* **YOUR OBJECTIVE**
Note every line in the entries that contains the string "default", and copy it.

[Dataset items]
┄┄┄┄┄┄┄┄┄┄

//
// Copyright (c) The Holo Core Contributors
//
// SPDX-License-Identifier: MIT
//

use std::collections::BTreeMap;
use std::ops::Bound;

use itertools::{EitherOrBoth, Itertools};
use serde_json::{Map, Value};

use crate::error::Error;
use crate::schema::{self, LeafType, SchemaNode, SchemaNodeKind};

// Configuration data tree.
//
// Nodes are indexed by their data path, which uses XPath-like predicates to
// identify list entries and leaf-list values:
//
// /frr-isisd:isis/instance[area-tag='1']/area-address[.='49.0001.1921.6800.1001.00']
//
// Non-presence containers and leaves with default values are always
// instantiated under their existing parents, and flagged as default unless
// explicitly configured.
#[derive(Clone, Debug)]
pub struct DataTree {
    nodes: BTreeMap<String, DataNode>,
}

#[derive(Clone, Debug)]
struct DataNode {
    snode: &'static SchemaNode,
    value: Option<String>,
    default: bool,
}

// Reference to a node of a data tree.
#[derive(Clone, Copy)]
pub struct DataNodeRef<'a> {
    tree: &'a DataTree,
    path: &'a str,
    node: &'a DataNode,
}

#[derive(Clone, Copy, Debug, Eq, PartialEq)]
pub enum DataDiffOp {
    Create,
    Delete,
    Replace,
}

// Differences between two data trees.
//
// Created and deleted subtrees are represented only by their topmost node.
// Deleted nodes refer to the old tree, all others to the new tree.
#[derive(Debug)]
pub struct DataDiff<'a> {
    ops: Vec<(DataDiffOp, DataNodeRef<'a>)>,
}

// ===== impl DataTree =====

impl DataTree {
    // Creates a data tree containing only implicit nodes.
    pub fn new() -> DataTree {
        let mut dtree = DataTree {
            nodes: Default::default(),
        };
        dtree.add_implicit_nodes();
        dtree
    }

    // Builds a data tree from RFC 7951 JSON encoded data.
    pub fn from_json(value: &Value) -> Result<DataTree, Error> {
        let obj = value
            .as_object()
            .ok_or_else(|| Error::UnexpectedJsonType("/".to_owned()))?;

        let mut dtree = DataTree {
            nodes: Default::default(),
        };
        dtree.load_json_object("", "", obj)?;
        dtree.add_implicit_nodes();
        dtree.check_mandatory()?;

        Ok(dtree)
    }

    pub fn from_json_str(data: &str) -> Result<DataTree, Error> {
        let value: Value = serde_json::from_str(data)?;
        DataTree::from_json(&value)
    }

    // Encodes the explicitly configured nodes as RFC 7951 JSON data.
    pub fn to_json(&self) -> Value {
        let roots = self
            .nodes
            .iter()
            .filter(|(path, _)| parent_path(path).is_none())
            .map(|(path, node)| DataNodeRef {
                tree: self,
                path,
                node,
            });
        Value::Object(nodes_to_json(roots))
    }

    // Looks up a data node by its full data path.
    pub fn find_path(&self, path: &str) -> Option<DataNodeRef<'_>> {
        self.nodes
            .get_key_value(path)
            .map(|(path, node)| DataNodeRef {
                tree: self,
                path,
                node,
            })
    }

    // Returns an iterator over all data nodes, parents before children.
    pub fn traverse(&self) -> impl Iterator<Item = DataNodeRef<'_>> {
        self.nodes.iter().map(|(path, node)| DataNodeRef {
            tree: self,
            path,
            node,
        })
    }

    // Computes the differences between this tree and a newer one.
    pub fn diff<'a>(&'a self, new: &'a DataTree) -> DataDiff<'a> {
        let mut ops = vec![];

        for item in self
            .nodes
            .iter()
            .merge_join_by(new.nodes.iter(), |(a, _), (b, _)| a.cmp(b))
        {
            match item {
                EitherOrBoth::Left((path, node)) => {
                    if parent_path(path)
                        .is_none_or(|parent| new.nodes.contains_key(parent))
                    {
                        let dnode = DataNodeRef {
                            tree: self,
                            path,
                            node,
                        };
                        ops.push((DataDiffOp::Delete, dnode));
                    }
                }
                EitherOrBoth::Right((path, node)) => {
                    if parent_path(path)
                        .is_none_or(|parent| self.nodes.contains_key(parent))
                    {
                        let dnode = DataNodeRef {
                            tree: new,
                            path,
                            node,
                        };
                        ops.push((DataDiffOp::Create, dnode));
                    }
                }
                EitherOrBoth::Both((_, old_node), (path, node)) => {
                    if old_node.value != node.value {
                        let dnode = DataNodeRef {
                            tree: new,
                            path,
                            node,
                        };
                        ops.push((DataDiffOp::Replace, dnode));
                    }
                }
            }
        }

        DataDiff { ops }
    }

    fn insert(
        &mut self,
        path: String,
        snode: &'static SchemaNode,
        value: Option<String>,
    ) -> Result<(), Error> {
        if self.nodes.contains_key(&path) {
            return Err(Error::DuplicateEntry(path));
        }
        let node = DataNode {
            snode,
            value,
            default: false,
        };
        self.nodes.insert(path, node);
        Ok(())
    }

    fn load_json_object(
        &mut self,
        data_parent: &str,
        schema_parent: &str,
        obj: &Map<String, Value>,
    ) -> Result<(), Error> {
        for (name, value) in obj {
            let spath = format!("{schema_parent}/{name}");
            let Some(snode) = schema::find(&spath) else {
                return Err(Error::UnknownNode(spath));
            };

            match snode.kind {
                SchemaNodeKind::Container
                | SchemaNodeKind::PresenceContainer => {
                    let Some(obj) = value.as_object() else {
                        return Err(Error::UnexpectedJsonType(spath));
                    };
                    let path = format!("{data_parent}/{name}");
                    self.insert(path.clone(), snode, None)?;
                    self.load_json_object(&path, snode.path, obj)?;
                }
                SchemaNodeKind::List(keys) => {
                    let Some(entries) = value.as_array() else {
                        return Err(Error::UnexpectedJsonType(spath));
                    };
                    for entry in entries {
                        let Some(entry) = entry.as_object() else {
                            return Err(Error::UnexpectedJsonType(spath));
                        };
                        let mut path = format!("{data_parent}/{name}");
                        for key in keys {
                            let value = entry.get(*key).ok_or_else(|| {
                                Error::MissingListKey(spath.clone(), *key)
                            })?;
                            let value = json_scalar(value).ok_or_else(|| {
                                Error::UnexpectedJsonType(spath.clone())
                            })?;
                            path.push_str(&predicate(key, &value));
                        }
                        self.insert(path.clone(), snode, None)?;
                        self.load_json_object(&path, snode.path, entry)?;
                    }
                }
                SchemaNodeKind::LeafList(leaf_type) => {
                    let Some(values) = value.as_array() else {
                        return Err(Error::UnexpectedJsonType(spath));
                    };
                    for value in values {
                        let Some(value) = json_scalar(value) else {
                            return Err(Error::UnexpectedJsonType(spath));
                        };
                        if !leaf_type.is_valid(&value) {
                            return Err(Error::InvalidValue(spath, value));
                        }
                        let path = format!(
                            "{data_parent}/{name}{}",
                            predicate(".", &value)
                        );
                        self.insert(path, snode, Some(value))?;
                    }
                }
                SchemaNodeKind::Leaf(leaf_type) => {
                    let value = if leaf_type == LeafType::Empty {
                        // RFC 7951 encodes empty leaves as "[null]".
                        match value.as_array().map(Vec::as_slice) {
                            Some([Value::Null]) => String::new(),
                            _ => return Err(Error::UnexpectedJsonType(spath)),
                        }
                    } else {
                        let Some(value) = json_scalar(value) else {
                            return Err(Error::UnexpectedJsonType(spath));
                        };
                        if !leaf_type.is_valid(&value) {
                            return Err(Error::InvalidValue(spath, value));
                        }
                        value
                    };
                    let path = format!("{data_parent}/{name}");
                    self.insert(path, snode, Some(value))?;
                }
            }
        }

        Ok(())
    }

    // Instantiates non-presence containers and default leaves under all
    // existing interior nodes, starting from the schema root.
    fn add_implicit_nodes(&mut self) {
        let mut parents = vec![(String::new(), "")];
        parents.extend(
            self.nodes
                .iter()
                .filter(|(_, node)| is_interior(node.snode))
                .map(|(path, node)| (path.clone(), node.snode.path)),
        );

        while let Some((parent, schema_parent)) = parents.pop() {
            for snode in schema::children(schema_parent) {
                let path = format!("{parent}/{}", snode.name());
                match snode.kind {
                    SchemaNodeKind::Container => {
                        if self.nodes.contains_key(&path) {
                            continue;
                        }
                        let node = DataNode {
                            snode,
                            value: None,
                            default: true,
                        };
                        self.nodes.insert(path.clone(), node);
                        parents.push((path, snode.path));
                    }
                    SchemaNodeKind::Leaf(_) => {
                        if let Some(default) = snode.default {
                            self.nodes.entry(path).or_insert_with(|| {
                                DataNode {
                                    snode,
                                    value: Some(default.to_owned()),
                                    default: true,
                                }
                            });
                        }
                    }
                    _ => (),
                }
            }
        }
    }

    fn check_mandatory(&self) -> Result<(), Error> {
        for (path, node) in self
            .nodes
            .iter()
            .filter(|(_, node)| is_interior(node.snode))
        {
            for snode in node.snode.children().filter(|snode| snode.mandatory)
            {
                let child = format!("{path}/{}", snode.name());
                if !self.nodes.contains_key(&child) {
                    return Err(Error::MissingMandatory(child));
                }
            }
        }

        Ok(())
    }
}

┄┄┄┄┄┄┄┄┄┄

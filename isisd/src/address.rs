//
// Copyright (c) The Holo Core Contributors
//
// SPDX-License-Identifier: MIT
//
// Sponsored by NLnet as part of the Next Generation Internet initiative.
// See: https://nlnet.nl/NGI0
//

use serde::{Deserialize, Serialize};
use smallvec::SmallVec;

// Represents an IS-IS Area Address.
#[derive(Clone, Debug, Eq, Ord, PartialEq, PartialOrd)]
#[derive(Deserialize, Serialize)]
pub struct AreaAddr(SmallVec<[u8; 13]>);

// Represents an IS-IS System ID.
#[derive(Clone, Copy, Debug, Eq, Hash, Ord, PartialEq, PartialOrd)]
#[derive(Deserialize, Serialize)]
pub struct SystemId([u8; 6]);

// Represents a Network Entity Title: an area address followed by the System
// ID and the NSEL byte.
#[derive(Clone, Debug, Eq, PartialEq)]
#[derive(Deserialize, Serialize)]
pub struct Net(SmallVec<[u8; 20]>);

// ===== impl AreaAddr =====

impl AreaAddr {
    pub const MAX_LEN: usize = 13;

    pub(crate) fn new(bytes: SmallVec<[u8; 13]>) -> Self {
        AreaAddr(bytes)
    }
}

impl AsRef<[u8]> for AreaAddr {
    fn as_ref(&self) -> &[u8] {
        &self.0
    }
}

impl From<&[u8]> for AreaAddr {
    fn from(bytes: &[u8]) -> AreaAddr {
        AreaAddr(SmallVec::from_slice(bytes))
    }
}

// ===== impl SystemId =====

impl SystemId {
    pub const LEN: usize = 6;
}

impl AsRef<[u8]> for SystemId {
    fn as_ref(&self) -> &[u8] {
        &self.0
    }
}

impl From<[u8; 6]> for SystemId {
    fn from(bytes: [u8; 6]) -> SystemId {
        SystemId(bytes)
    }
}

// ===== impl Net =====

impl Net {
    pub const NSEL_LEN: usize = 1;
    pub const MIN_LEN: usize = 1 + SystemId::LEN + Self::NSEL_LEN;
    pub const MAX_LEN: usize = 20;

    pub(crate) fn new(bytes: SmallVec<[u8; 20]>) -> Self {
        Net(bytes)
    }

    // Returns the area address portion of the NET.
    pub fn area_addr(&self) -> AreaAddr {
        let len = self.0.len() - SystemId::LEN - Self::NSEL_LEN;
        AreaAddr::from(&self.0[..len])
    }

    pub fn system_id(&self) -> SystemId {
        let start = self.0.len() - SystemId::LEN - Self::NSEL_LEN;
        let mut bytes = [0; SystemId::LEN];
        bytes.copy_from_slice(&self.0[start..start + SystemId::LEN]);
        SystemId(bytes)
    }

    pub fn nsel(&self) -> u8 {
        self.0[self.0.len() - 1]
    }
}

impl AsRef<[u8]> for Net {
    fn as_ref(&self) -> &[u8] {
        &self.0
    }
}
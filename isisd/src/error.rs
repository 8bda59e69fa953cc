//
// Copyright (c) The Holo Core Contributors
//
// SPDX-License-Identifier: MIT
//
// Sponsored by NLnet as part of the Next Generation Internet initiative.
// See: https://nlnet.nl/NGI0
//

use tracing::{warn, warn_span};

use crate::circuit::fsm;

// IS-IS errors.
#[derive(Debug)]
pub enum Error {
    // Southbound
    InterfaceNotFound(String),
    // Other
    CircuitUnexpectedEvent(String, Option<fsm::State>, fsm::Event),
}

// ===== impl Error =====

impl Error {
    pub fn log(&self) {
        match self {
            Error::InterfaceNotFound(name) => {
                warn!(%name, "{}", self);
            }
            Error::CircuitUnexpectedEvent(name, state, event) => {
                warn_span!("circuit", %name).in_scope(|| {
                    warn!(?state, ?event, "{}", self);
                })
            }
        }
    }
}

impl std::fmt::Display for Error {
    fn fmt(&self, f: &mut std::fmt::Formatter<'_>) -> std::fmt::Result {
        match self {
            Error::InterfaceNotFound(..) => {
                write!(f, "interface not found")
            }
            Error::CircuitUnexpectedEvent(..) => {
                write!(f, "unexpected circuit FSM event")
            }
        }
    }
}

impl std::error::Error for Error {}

┄┄┄┄┄┄┄┄┄┄

* **OUTPUT OF THE EXERCISE**
// Non-presence containers and leaves with default values are always
// instantiated under their existing parents, and flagged as default unless
    default: bool,
            nodes: Default::default(),
            nodes: Default::default(),
            default: false,
    // Instantiates non-presence containers and default leaves under all
                            default: true,
                        if let Some(default) = snode.default {
                                    value: Some(default.to_owned()),
                                    default: true,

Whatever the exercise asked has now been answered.